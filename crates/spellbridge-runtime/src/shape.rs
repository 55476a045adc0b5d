//! Argument-shape resolution for methods with several call shapes.
//!
//! A [`CallShape`] lists a method's parameters in declared order, each
//! required or optional. Given `n` arguments, the resolver decides which
//! optional parameters were supplied:
//!
//! 1. `n` must lie between the number of required parameters and the total
//!    number of parameters.
//! 2. With `extra = n - required`, every choice of `extra` optional
//!    parameters is tried, earliest optional parameters first.
//! 3. The first choice whose arguments all match their declared types wins.
//!
//! Step 2 makes an extra trailing string bind to an optional named
//! parameter (such as a component) before a later optional object. For the
//! unified log signature `level, component?, message, attributes?` this
//! gives:
//!
//! | call                                  | component | attributes |
//! |---------------------------------------|-----------|------------|
//! | `(level, message)`                    | `""`      | `{}`       |
//! | `(level, message, {k: v})`            | `""`      | `{k: v}`   |
//! | `(level, component, message)`         | set       | `{}`       |
//! | `(level, component, message, {k: v})` | set       | `{k: v}`   |
//!
//! A `Nil` argument in an optional slot counts as absent.

use std::collections::HashMap;

use crate::error::{BridgeError, BridgeResult};
use crate::metadata::{DeclaredType, MethodInfo};
use crate::value::DynamicValue;

/// One declared parameter.
#[derive(Debug, Clone, PartialEq)]
pub struct Slot {
    pub name: String,
    pub ty: DeclaredType,
    pub required: bool,
}

impl Slot {
    fn accepts(&self, value: &DynamicValue) -> bool {
        self.ty.matches(value) || (!self.required && value.is_nil())
    }
}

/// Ordered parameter list of a polymorphic method.
#[derive(Debug, Clone, PartialEq)]
pub struct CallShape {
    method: String,
    slots: Vec<Slot>,
}

/// A failed candidate, reported at its first mismatching argument.
#[derive(Debug)]
struct Mismatch {
    position: usize,
    slots: Vec<String>,
    expected: Vec<String>,
    actual: String,
}

impl Mismatch {
    fn absorb(&mut self, other: Mismatch) {
        for slot in other.slots {
            if !self.slots.contains(&slot) {
                self.slots.push(slot);
            }
        }
        for ty in other.expected {
            if !self.expected.contains(&ty) {
                self.expected.push(ty);
            }
        }
    }
}

impl CallShape {
    pub fn new(method: impl Into<String>) -> Self {
        Self {
            method: method.into(),
            slots: Vec::new(),
        }
    }

    pub fn required(mut self, name: impl Into<String>, ty: DeclaredType) -> Self {
        self.slots.push(Slot {
            name: name.into(),
            ty,
            required: true,
        });
        self
    }

    pub fn optional(mut self, name: impl Into<String>, ty: DeclaredType) -> Self {
        self.slots.push(Slot {
            name: name.into(),
            ty,
            required: false,
        });
        self
    }

    /// Build the shape from a catalog entry.
    pub fn from_method(info: &MethodInfo) -> Self {
        Self {
            method: info.name.clone(),
            slots: info
                .parameters
                .iter()
                .map(|p| Slot {
                    name: p.name.clone(),
                    ty: p.param_type.clone(),
                    required: p.required,
                })
                .collect(),
        }
    }

    pub fn slots(&self) -> &[Slot] {
        &self.slots
    }

    /// Bind `args` to the declared parameters.
    ///
    /// Fails with [`BridgeError::InvalidArguments`] when the count is out of
    /// range or no candidate assignment type-checks. The error names the
    /// furthest argument any candidate reached, together with every slot and
    /// type that was tried there.
    pub fn resolve(&self, args: &[DynamicValue]) -> BridgeResult<ResolvedArgs> {
        let required: Vec<usize> = (0..self.slots.len())
            .filter(|&i| self.slots[i].required)
            .collect();
        let optional: Vec<usize> = (0..self.slots.len())
            .filter(|&i| !self.slots[i].required)
            .collect();

        if args.len() < required.len() {
            return Err(BridgeError::invalid_arguments(
                &self.method,
                format!(
                    "requires at least {} argument(s), got {}",
                    required.len(),
                    args.len()
                ),
            ));
        }
        if args.len() > self.slots.len() {
            return Err(BridgeError::invalid_arguments(
                &self.method,
                format!(
                    "accepts at most {} argument(s), got {}",
                    self.slots.len(),
                    args.len()
                ),
            ));
        }

        let mut furthest: Option<Mismatch> = None;
        for chosen in combinations(&optional, args.len() - required.len()) {
            let mut present: Vec<usize> = required.iter().copied().chain(chosen).collect();
            present.sort_unstable();

            match self.bind(&present, args) {
                Ok(resolved) => return Ok(resolved),
                Err(mismatch) => match furthest.as_mut() {
                    Some(best) if mismatch.position == best.position => best.absorb(mismatch),
                    Some(best) if mismatch.position < best.position => {}
                    _ => furthest = Some(mismatch),
                },
            }
        }

        let reason = match furthest {
            Some(m) => format!(
                "argument {} ({}) must be {}, got {}",
                m.position + 1,
                m.slots
                    .iter()
                    .map(|s| format!("`{s}`"))
                    .collect::<Vec<_>>()
                    .join(" or "),
                m.expected.join(" or "),
                m.actual
            ),
            None => "arguments match no accepted call shape".to_string(),
        };
        Err(BridgeError::invalid_arguments(&self.method, reason))
    }

    fn bind(&self, present: &[usize], args: &[DynamicValue]) -> Result<ResolvedArgs, Mismatch> {
        let mut values: Vec<Option<DynamicValue>> = vec![None; self.slots.len()];
        for (position, (&slot_index, arg)) in present.iter().zip(args).enumerate() {
            let slot = &self.slots[slot_index];
            if !slot.accepts(arg) {
                return Err(Mismatch {
                    position,
                    slots: vec![slot.name.clone()],
                    expected: vec![slot.ty.as_str().to_string()],
                    actual: arg.type_label(),
                });
            }
            if !arg.is_nil() {
                values[slot_index] = Some(arg.clone());
            }
        }

        Ok(ResolvedArgs {
            entries: self
                .slots
                .iter()
                .zip(values)
                .map(|(slot, value)| (slot.name.clone(), value))
                .collect(),
        })
    }
}

/// Choices of `k` elements from `pool`, in lexicographic order.
fn combinations(pool: &[usize], k: usize) -> Vec<Vec<usize>> {
    if k == 0 {
        return vec![Vec::new()];
    }
    let mut out = Vec::new();
    for (i, &first) in pool.iter().enumerate() {
        for mut rest in combinations(&pool[i + 1..], k - 1) {
            rest.insert(0, first);
            out.push(rest);
        }
    }
    out
}

/// Arguments bound to parameter names.
#[derive(Debug, Clone, PartialEq)]
pub struct ResolvedArgs {
    entries: Vec<(String, Option<DynamicValue>)>,
}

impl ResolvedArgs {
    /// The bound value, or `None` if the parameter was not supplied.
    pub fn get(&self, name: &str) -> Option<&DynamicValue> {
        self.entries
            .iter()
            .find(|(n, _)| n == name)
            .and_then(|(_, v)| v.as_ref())
    }

    pub fn is_present(&self, name: &str) -> bool {
        self.get(name).is_some()
    }

    /// Names of supplied parameters in declared order.
    pub fn present(&self) -> Vec<&str> {
        self.entries
            .iter()
            .filter(|(_, v)| v.is_some())
            .map(|(n, _)| n.as_str())
            .collect()
    }

    /// String parameter, or `""` when absent.
    pub fn string(&self, name: &str) -> &str {
        self.get(name).and_then(DynamicValue::as_str).unwrap_or("")
    }

    /// Object parameter, or an empty map when absent.
    pub fn object(&self, name: &str) -> HashMap<String, DynamicValue> {
        self.get(name)
            .and_then(DynamicValue::as_object)
            .cloned()
            .unwrap_or_default()
    }
}

#[cfg(test)]
mod tests {
    use super::*;
    use crate::error::ErrorKind;
    use proptest::prelude::*;

    fn log_shape() -> CallShape {
        CallShape::new("log")
            .required("level", DeclaredType::String)
            .optional("component", DeclaredType::String)
            .required("message", DeclaredType::String)
            .optional("attributes", DeclaredType::Object)
    }

    fn attrs(k: &str, v: &str) -> DynamicValue {
        DynamicValue::object([(k, DynamicValue::from(v))])
    }

    #[test]
    fn test_level_message() {
        let args = log_shape()
            .resolve(&["info".into(), "hello".into()])
            .unwrap();
        assert_eq!(args.string("level"), "info");
        assert_eq!(args.string("component"), "");
        assert_eq!(args.string("message"), "hello");
        assert!(args.object("attributes").is_empty());
        assert_eq!(args.present(), vec!["level", "message"]);
    }

    #[test]
    fn test_level_message_attributes() {
        let args = log_shape()
            .resolve(&["info".into(), "hello".into(), attrs("k", "v")])
            .unwrap();
        assert_eq!(args.string("component"), "");
        assert_eq!(args.string("message"), "hello");
        assert_eq!(args.object("attributes")["k"], DynamicValue::from("v"));
    }

    #[test]
    fn test_level_component_message() {
        let args = log_shape()
            .resolve(&["info".into(), "agent".into(), "hello".into()])
            .unwrap();
        assert_eq!(args.string("component"), "agent");
        assert_eq!(args.string("message"), "hello");
        assert!(args.object("attributes").is_empty());
    }

    #[test]
    fn test_all_four() {
        let args = log_shape()
            .resolve(&[
                "info".into(),
                "agent".into(),
                "hello".into(),
                attrs("k", "v"),
            ])
            .unwrap();
        assert_eq!(args.present(), vec!["level", "component", "message", "attributes"]);
    }

    #[test]
    fn test_third_argument_of_wrong_kind() {
        let err = log_shape()
            .resolve(&["info".into(), "hello".into(), 42.into()])
            .unwrap_err();
        assert_eq!(err.kind(), ErrorKind::InvalidArguments);
        let message = err.to_string();
        assert!(message.contains("argument 3"), "{message}");
        assert!(message.contains("`message` or `attributes`"), "{message}");
        assert!(message.contains("string or object"), "{message}");
        assert!(message.contains("got number"), "{message}");
    }

    #[test]
    fn test_count_out_of_range() {
        let err = log_shape().resolve(&["info".into()]).unwrap_err();
        assert_eq!(err.kind(), ErrorKind::InvalidArguments);

        let err = log_shape()
            .resolve(&[
                "info".into(),
                "a".into(),
                "b".into(),
                attrs("k", "v"),
                "extra".into(),
            ])
            .unwrap_err();
        assert_eq!(err.kind(), ErrorKind::InvalidArguments);
    }

    #[test]
    fn test_wrong_required_type() {
        let err = log_shape()
            .resolve(&[42.into(), "hello".into()])
            .unwrap_err();
        assert_eq!(err.kind(), ErrorKind::InvalidArguments);
        assert!(err.to_string().contains("`level`"));
    }

    #[test]
    fn test_nil_counts_as_absent() {
        let args = log_shape()
            .resolve(&["warn".into(), "hello".into(), DynamicValue::Nil])
            .unwrap();
        assert_eq!(args.string("message"), "hello");
        assert!(!args.is_present("attributes"));
        assert!(!args.is_present("component"));
    }

    #[test]
    fn test_from_method() {
        use crate::metadata::ParameterInfo;

        let info = MethodInfo::new("debug", "")
            .param(ParameterInfo::required("message", DeclaredType::String, ""))
            .param(ParameterInfo::optional("component", DeclaredType::String, ""))
            .param(ParameterInfo::optional("attributes", DeclaredType::Object, ""));
        let shape = CallShape::from_method(&info);

        let args = shape.resolve(&["hi".into(), attrs("a", "b")]).unwrap();
        assert_eq!(args.string("component"), "");
        assert!(args.is_present("attributes"));
    }

    fn arb_attrs() -> impl Strategy<Value = HashMap<String, DynamicValue>> {
        prop::collection::hash_map(
            "[a-z]{1,5}",
            "[a-z0-9]{0,5}".prop_map(DynamicValue::String),
            1..4,
        )
    }

    proptest! {
        #[test]
        fn every_log_shape_resolves(
            level in "(debug|info|warn|error)",
            component in proptest::option::of("[a-z]{1,8}"),
            message in "[a-zA-Z0-9 ]{0,16}",
            attributes in proptest::option::of(arb_attrs()),
        ) {
            let mut call = vec![DynamicValue::from(level.as_str())];
            if let Some(c) = &component {
                call.push(DynamicValue::from(c.as_str()));
            }
            call.push(DynamicValue::from(message.as_str()));
            if let Some(a) = &attributes {
                call.push(DynamicValue::Object(a.clone()));
            }

            let args = log_shape().resolve(&call).unwrap();
            prop_assert_eq!(args.string("level"), level.as_str());
            prop_assert_eq!(args.string("component"), component.as_deref().unwrap_or(""));
            prop_assert_eq!(args.string("message"), message.as_str());
            prop_assert_eq!(args.object("attributes"), attributes.unwrap_or_default());
        }

        #[test]
        fn third_argument_must_be_string_or_object(
            third in prop_oneof![
                any::<bool>().prop_map(DynamicValue::Bool),
                (-1.0e6f64..1.0e6f64).prop_map(DynamicValue::Number),
                prop::collection::vec(Just(DynamicValue::Nil), 0..3).prop_map(DynamicValue::Array),
            ]
        ) {
            let err = log_shape()
                .resolve(&["info".into(), "hello".into(), third])
                .unwrap_err();
            prop_assert_eq!(err.kind(), ErrorKind::InvalidArguments);
        }
    }
}
//! # spellbridge-logging
//!
//! Logging bridges for the spellbridge runtime:
//!
//! - [`DebugBridge`] (`debug`): component-gated debug output
//! - [`StructuredBridge`] (`slog`): leveled structured records plus LLM and
//!   tool call hooks
//! - [`ScriptLoggerBridge`] (`script_logger`): a unified façade owning the
//!   two above, with global context attributes and a polymorphic `log`
//!
//! Records are written through a [`LogSink`]. The default sink forwards to
//! `tracing`.
//!
//! ## Example
//!
//! ```rust,no_run
//! use spellbridge_logging::ScriptLoggerBridge;
//! use spellbridge_runtime::{BridgeRegistry, DynamicValue, ExecutionContext};
//!
//! # async fn example() -> spellbridge_runtime::BridgeResult<()> {
//! let registry = BridgeRegistry::new();
//! registry.register(ScriptLoggerBridge::new()).await?;
//!
//! let ctx = ExecutionContext::new();
//! registry.initialize_all(&ctx).await?;
//! registry
//!     .dispatch(&ctx, "script_logger", "log", &["info".into(), "started".into()])
//!     .await?;
//! # Ok(())
//! # }
//! ```

pub mod debug;
pub mod format;
pub mod script_logger;
pub mod sink;
pub mod structured;

pub use debug::{DebugBridge, DEBUG_BRIDGE_ID, DEBUG_ENV_VAR};
pub use format::{fill_template, sprintf};
pub use script_logger::{LoggerConfig, ScriptLoggerBridge, SCRIPT_LOGGER_ID};
pub use sink::{LogFormat, LogLevel, LogRecord, LogSink, MemorySink, TracingSink};
pub use structured::{ContextLogger, DetailLevel, StructuredBridge, LOGGER_TYPE, SLOG_BRIDGE_ID};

******************************

## [YOUR ASSIGNMENT]
Write out word for word every line from the one containing "pub mod structured;" through the last line of the data, and no other line.

## [RESULT OF THIS TASK]
pub mod structured;

pub use debug::{DebugBridge, DEBUG_BRIDGE_ID, DEBUG_ENV_VAR};
pub use format::{fill_template, sprintf};
pub use script_logger::{LoggerConfig, ScriptLoggerBridge, SCRIPT_LOGGER_ID};
pub use sink::{LogFormat, LogLevel, LogRecord, LogSink, MemorySink, TracingSink};
pub use structured::{ContextLogger, DetailLevel, StructuredBridge, LOGGER_TYPE, SLOG_BRIDGE_ID};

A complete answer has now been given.